猫を飼いたい大佐の話。
藍依青糸
猫を飼いたい大佐の話。
「大佐、次の会議の前にハンコをお願いします」
「そこに置いておけ」
「大佐、午後の会議が1時間遅れます」
「そうか」
「大佐、お電話です」
「かわれ」
俺は32歳で軍の大佐になり、周りからは鉄の男と呼ばれている。まるで感情がない、笑わない男、冷酷など、散々な言われ方をしているのも知っている。
見合いをすれば自己紹介の前に相手とその両親を泣かせ、軍の会議ではまだ何も言っていないのに何故か俺の意見が通る。
廊下を歩けば例外なく全員が顔を青ざめて道を譲る。
「.......」
「佐藤大佐! 本日の資料です!」
会議室で俺に資料を渡す役目を、特攻と呼ぶのも最近知った。他の大佐に「俺は怖いか?」と聞けばその場で失神した。俺の覇気は覇王色か。
今日の会議も口を開く前に意見が通り、2週間ぶりの帰宅が許された。軍の名家である実家を出て6年、自分でローンを組んだ我が家にいる時間は恐らく合計で1年にも満たない。
「.......」
軍服を脱いで、無駄に立派なソファに座る。
そして。
「ああああああ! もー! めんどくさい!」
ソファに横になって叫ぶ。無駄に育った自分はソファに収まりきらないが、足をばたつかせてこの気持ちを吐き出す。

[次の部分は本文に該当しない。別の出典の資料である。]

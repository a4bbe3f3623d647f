//! Application execution logic.
//!
//! Resolves the configuration directory and carries out the requested query
//! or configuration changes.

use std::path::PathBuf;

use thiserror::Error;

use nutconf::conf::ConfFiles;
use nutconf::defaults;
use nutconf::options::ValidatedOptions;
use nutconf::writer::{ConfWriter, WriteError};

#[cfg(test)]
#[path = "run_tests.rs"]
mod tests;

/// Error type for runtime execution failures.
#[derive(Debug, Error)]
pub enum RunError {
    /// The configuration directory does not exist.
    #[error("Configuration directory {} isn't available", .0.display())]
    MissingDirectory(PathBuf),

    /// Failed to update the configuration files.
    #[error(transparent)]
    Write(#[from] WriteError),
}

/// What an invocation did.
#[derive(Debug, Clone, Copy, PartialEq, Eq)]
pub enum Outcome {
    /// Configuration changes (if any) were applied.
    Applied,
    /// `--is-configured` was answered.
    Configured(bool),
}

/// Returns the configuration directory selected by `--local`, or the system one.
pub fn conf_dir(options: &ValidatedOptions) -> PathBuf {
    options
        .local()
        .map_or_else(|| PathBuf::from(defaults::CONF_DIR), PathBuf::from)
}

/// Executes one invocation with already validated options.
///
/// `--is-configured` is a pure query: when given, nothing is written.
///
/// # Errors
///
/// Returns an error if:
/// - The configuration directory does not exist
/// - A configuration file cannot be read, parsed or written
/// - A monitor or listen specification carries an unparsable number
pub fn execute<F: ConfFiles>(options: &ValidatedOptions, files: &F) -> Result<Outcome, RunError> {
    let dir = conf_dir(options);

    if !files.exists(&dir) {
        return Err(RunError::MissingDirectory(dir));
    }

    tracing::debug!("Using configuration directory {}", dir.display());
    let writer = ConfWriter::new(files, dir);

    if options.is_configured() {
        return Ok(Outcome::Configured(writer.is_configured()?));
    }

    writer.apply(options)?;

    Ok(Outcome::Applied)
}
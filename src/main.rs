//! nutconf: Network UPS Tools configuration editor
//!
//! Entry point for the nutconf application.

use nutconf::conf::LocalFiles;
use nutconf::options::ValidatedOptions;
use nutconf::usage;
use std::process::ExitCode;

mod app;
mod run;

use app::{diagnostics_report, exit_code, setup_tracing};
use run::Outcome;

/// Main entry point.
///
/// Excluded from coverage as it's the thin wrapper around testable components.
#[cfg(not(tarpaulin_include))]
fn main() -> ExitCode {
    let bin = std::env::args_os()
        .next()
        .map_or_else(|| "nutconf".to_string(), |arg| arg.to_string_lossy().into_owned());
    let options = ValidatedOptions::from_env();

    if options.help() {
        eprint!("{}", usage::text(&bin));
        return exit_code::SUCCESS;
    }

    if !options.valid() {
        eprint!("{}", diagnostics_report(&options));
        eprint!("{}", usage::text(&bin));
        return exit_code::FAILURE;
    }

    setup_tracing();

    match run::execute(&options, &LocalFiles) {
        Ok(Outcome::Applied) => exit_code::SUCCESS,
        Ok(Outcome::Configured(configured)) => {
            println!("{configured}");
            if configured {
                exit_code::SUCCESS
            } else {
                exit_code::FAILURE
            }
        }
        Err(e) => {
            eprintln!("Error: {e}");
            exit_code::runtime_error()
        }
    }
}
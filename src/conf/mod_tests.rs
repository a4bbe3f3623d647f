//! Tests for configuration file models.

use tempfile::TempDir;

use crate::options::NutMode;

use super::*;

mod nut_conf {
    use super::*;

    #[test]
    fn parses_mode_assignment() {
        let conf = NutConf::parse("# NUT mode\nMODE=netserver\n").unwrap();

        assert_eq!(conf.mode(), Some(NutMode::Netserver));
        assert!(conf.is_configured());
    }

    #[test]
    fn quoted_mode_is_accepted() {
        let conf = NutConf::parse("MODE=\"standalone\"\n").unwrap();

        assert_eq!(conf.mode(), Some(NutMode::Standalone));
    }

    #[test]
    fn none_and_unknown_modes_are_not_configured() {
        assert!(!NutConf::parse("MODE=none").unwrap().is_configured());
        assert!(!NutConf::parse("MODE=bogus").unwrap().is_configured());
        assert!(!NutConf::default().is_configured());
    }

    #[test]
    fn unknown_mode_keeps_raw_value() {
        let conf = NutConf::parse("MODE=bogus").unwrap();

        assert_eq!(conf.mode_value(), Some("bogus"));
        assert_eq!(conf.mode(), None);
    }

    #[test]
    fn set_mode_replaces_in_place() {
        let mut conf = NutConf::parse("# header\nMODE=none\n# footer\nMODE=manual\n").unwrap();

        conf.set_mode(NutMode::Standalone);

        assert_eq!(conf.render(), "# header\nMODE=standalone\n# footer\n");
    }

    #[test]
    fn set_mode_appends_when_missing() {
        let mut conf = NutConf::parse("# empty\n").unwrap();

        conf.set_mode(NutMode::Netclient);

        assert_eq!(conf.render(), "# empty\nMODE=netclient\n");
    }
}

mod upsmon_conf {
    use super::*;

    const SAMPLE: &str = "\
# upsmon
MINSUPPLIES 1
MONITOR ups1@localhost 1 monuser secret master
MONITOR ups2@10.0.0.2:3494 2 mon \"pass word\" slave
SHUTDOWNCMD \"/sbin/shutdown -h now\"
";

    fn monitor(ups: &str) -> Monitor {
        Monitor {
            ups: ups.to_string(),
            host: "localhost".to_string(),
            port: None,
            power_value: 1,
            username: "monuser".to_string(),
            password: "secret".to_string(),
            role: MonitorRole::Master,
        }
    }

    #[test]
    fn parses_monitors() {
        let conf = UpsmonConf::parse(SAMPLE).unwrap();
        let monitors: Vec<_> = conf.monitors().collect();

        assert_eq!(monitors.len(), 2);
        assert_eq!(*monitors[0], monitor("ups1"));
        assert_eq!(monitors[1].host, "10.0.0.2");
        assert_eq!(monitors[1].port, Some(3494));
        assert_eq!(monitors[1].password, "pass word");
        assert_eq!(monitors[1].role, MonitorRole::Slave);
    }

    #[test]
    fn round_trip_keeps_other_lines() {
        let conf = UpsmonConf::parse(SAMPLE).unwrap();

        assert_eq!(conf.render(), SAMPLE);
    }

    #[test]
    fn clear_then_add_replaces_monitors() {
        let mut conf = UpsmonConf::parse(SAMPLE).unwrap();

        conf.clear_monitors();
        conf.add_monitor(monitor("ups3"));

        let rendered = conf.render();
        assert!(rendered.contains("MINSUPPLIES 1\n"));
        assert!(rendered.ends_with("MONITOR ups3@localhost 1 monuser secret master\n"));
        assert!(!rendered.contains("ups1@"));
    }

    #[test]
    fn primary_secondary_are_accepted() {
        let conf = UpsmonConf::parse("MONITOR u@h 1 a b primary\nMONITOR v@h 1 a b secondary").unwrap();
        let roles: Vec<_> = conf.monitors().map(|m| m.role).collect();

        assert_eq!(roles, [MonitorRole::Master, MonitorRole::Slave]);
    }

    #[test]
    fn malformed_monitor_reports_line() {
        let error = UpsmonConf::parse("# ok\nMONITOR ups1 1 a b master\n").unwrap_err();

        assert_eq!(error.line, 2);
        assert!(error.reason.contains("<ups>@<host>"));
    }

    #[test]
    fn bad_power_value_is_error() {
        let error = UpsmonConf::parse("MONITOR u@h x a b master").unwrap_err();

        assert!(error.reason.contains("power value"));
    }

    #[test]
    fn host_port_split_uses_last_colon() {
        assert_eq!(split_host_port("h:1:2"), Some(("h:1", Some(2))));
        assert_eq!(split_host_port("h:99999"), None);
    }
}

mod upsd_conf {
    use super::*;

    #[test]
    fn parses_listen_with_and_without_port() {
        let conf = UpsdConf::parse("MAXAGE 15\nLISTEN 127.0.0.1 3493\nLISTEN ::1\n").unwrap();
        let listens: Vec<_> = conf.listens().cloned().collect();

        assert_eq!(
            listens,
            [
                Listen {
                    address: "127.0.0.1".to_string(),
                    port: Some(3493),
                },
                Listen {
                    address: "::1".to_string(),
                    port: None,
                },
            ]
        );
    }

    #[test]
    fn invalid_port_is_error() {
        let error = UpsdConf::parse("LISTEN 0.0.0.0 nope").unwrap_err();

        assert_eq!(error.line, 1);
    }

    #[test]
    fn bare_listen_is_error() {
        assert!(UpsdConf::parse("LISTEN").is_err());
    }

    #[test]
    fn clear_keeps_other_directives() {
        let mut conf = UpsdConf::parse("MAXAGE 15\nLISTEN 127.0.0.1\n").unwrap();

        conf.clear_listens();
        conf.add_listen(Listen {
            address: "0.0.0.0".to_string(),
            port: Some(3493),
        });

        assert_eq!(conf.render(), "MAXAGE 15\nLISTEN 0.0.0.0 3493\n");
    }
}

mod ups_conf {
    use super::*;

    const SAMPLE: &str = "\
maxretry = 3

[ups1]
\tdriver = usbhid-ups
\tport = auto
\tdesc = \"Office UPS\"

[ups2]
\tdriver = snmp-ups
\tport = 10.0.0.2
\tnolock
";

    #[test]
    fn parses_sections_and_settings() {
        let conf = UpsConf::parse(SAMPLE).unwrap();

        assert_eq!(conf.devices().collect::<Vec<_>>(), ["ups1", "ups2"]);
        assert_eq!(conf.global("maxretry"), Some("3"));
        assert_eq!(conf.get("ups1", "desc"), Some("Office UPS"));
        assert_eq!(conf.get("ups2", "nolock"), Some(""));
        assert_eq!(conf.get("ups2", "desc"), None);
        assert_eq!(conf.get("ups3", "driver"), None);
    }

    #[test]
    fn round_trip_is_stable() {
        let conf = UpsConf::parse(SAMPLE).unwrap();

        assert_eq!(conf.render(), SAMPLE);
    }

    #[test]
    fn set_updates_existing_setting() {
        let mut conf = UpsConf::parse(SAMPLE).unwrap();

        conf.set_port("ups1", "/dev/ttyS0");

        assert_eq!(conf.get("ups1", "port"), Some("/dev/ttyS0"));
        assert_eq!(UpsConf::parse(&conf.render()).unwrap(), conf);
    }

    #[test]
    fn set_creates_missing_device() {
        let mut conf = UpsConf::parse("maxretry = 3\n").unwrap();

        conf.set_driver("new", "dummy-ups");
        conf.set_port("new", "dummy.dev");
        conf.set_description("new", "Test UPS");

        assert_eq!(
            conf.render(),
            "maxretry = 3\n\n[new]\n\tdriver = dummy-ups\n\tport = dummy.dev\n\tdesc = \"Test UPS\"\n"
        );
    }

    #[test]
    fn new_setting_goes_before_trailing_blank_line() {
        let mut conf = UpsConf::parse("[a]\n\tdriver = x\n\n[b]\n\tdriver = y\n").unwrap();

        conf.set_port("a", "auto");

        assert_eq!(
            conf.render(),
            "[a]\n\tdriver = x\n\tport = auto\n\n[b]\n\tdriver = y\n"
        );
    }

    #[test]
    fn clear_devices_keeps_global_section() {
        let mut conf = UpsConf::parse(SAMPLE).unwrap();

        conf.clear_devices();

        assert_eq!(conf.devices().count(), 0);
        assert_eq!(conf.global("maxretry"), Some("3"));
    }

    #[test]
    fn device_names_survive_render_and_parse() {
        let mut conf = UpsConf::default();

        for id in ["ups1", "rack-2.ups_a", "ups@lab"] {
            assert!(UpsConf::is_device_name(id), "{id}");
            conf.set_driver(id, "dummy-ups");
        }
        conf.set_description("ups1", "Rack UPS # 2 \"east\"");

        let reparsed = UpsConf::parse(&conf.render()).unwrap();

        assert_eq!(
            reparsed.devices().collect::<Vec<_>>(),
            conf.devices().collect::<Vec<_>>()
        );
        assert_eq!(reparsed.get("ups@lab", "driver"), Some("dummy-ups"));
        assert_eq!(reparsed.get("ups1", "desc"), Some("Rack UPS # 2 \"east\""));
    }

    #[test]
    fn unrepresentable_device_names() {
        for id in ["my ups", "", "[ups]", "a]b", "ups\n1", "k=v", "x#y", "q\""] {
            assert!(!UpsConf::is_device_name(id), "{id:?}");
        }
    }

    #[test]
    fn unquoted_multi_word_value_is_error() {
        let error = UpsConf::parse("[a]\n\tdesc = two words\n").unwrap_err();

        assert_eq!(error.line, 2);
    }
}

mod local_files {
    use super::*;

    #[test]
    fn read_missing_file_is_none() {
        let dir = TempDir::new().unwrap();

        assert!(LocalFiles.read(&dir.path().join("ups.conf")).unwrap().is_none());
    }

    #[test]
    fn write_then_read() {
        let dir = TempDir::new().unwrap();
        let path = dir.path().join("upsd.conf");

        LocalFiles.write(&path, "LISTEN 127.0.0.1\n").unwrap();

        assert!(LocalFiles.exists(&path));
        assert_eq!(
            LocalFiles.read(&path).unwrap().as_deref(),
            Some("LISTEN 127.0.0.1\n")
        );
        assert!(!dir.path().join("upsd.conf.tmp").exists());
    }

    #[test]
    fn write_replaces_content() {
        let dir = TempDir::new().unwrap();
        let path = dir.path().join("nut.conf");

        LocalFiles.write(&path, "MODE=none\n").unwrap();
        LocalFiles.write(&path, "MODE=standalone\n").unwrap();

        assert_eq!(
            std::fs::read_to_string(&path).unwrap(),
            "MODE=standalone\n"
        );
    }

    #[test]
    fn write_into_missing_directory_fails() {
        let dir = TempDir::new().unwrap();
        let path = dir.path().join("missing").join("nut.conf");

        let error = LocalFiles.write(&path, "MODE=none\n").unwrap_err();

        assert!(matches!(error, ConfError::Write { .. }));
    }
}
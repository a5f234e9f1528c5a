//! Shared test utilities for progress engine tests

use std::path::PathBuf;

use chrono::NaiveDate;
use tempfile::TempDir;

use quizquest::stats::achievements::LevelCalculator;
use quizquest::stats::{AchievementManager, SqliteStore};
use quizquest::QuizOutcome;

/// Temporary directory holding a progress database
pub struct TestDb {
    _dir: TempDir,
    pub path: PathBuf,
}

impl TestDb {
    pub fn new() -> Self {
        let dir = TempDir::new().expect("Failed to create temp dir");
        let path = dir.path().join("progress.db");
        Self { _dir: dir, path }
    }

    /// Open a manager on this database with the default level size
    pub fn manager(&self) -> AchievementManager {
        self.manager_with(LevelCalculator::default())
    }

    pub fn manager_with(&self, levels: LevelCalculator) -> AchievementManager {
        let store = SqliteStore::open(&self.path).expect("Failed to open progress db");
        AchievementManager::init(Box::new(store), levels, "student-1")
    }
}

pub fn date(y: i32, m: u32, d: u32) -> NaiveDate {
    NaiveDate::from_ymd_opt(y, m, d).expect("valid date")
}

/// A non-demo quiz outcome
pub fn quiz(subject: &str, correct: u32, wrong: u32, secs: u32, on: NaiveDate) -> QuizOutcome {
    QuizOutcome {
        subject: subject.to_string(),
        correct,
        wrong,
        duration_secs: secs,
        demo: false,
        finished_on: on,
    }
}
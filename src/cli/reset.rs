//! Reset command implementation

use anyhow::{bail, Result};

use quizquest::stats::open_manager;
use quizquest::Config;

/// Wipe all progress and achievements
pub fn reset_command(config: &Config, confirmed: bool) -> Result<()> {
    if !confirmed {
        bail!("This deletes all progress. Re-run with --yes to confirm.");
    }

    let manager = open_manager(config)?;
    manager.reset_stats();
    println!("Progress reset.");

    manager.teardown()
}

「そんなに怖いか! 悪かったな! でもどうすりゃいいんだよ! ヘラヘラしてみてもダメだったじゃないか!」
一時期笑顔を心がけてみたところ秘書が体調を崩した。そして辞表と共に涙ながらの謝罪を受けた。それから俺は笑顔強化週間を廃止した。
「ああー。もうこの際一生独身でも仕事場の雰囲気最悪でもいい.......いいけども」
吹き飛んだテレビのリモコンを取って、テレビをつける。たまった録画の中で、最重要なものを再生する。
「.......せめて家にかえせ。そうじゃなきゃなぁ!」
1人の家でベラベラ喋る。自分の声はよく響くので、大変うるさい。だが溢れる気持ちはもう止まらない。
「猫飼えねぇだろうが!!!」
大画面に映し出された子猫の動画を見て胸をおさえる。無駄に鍛え上げ硬くなった胸板を感じて少しテンションが下がった。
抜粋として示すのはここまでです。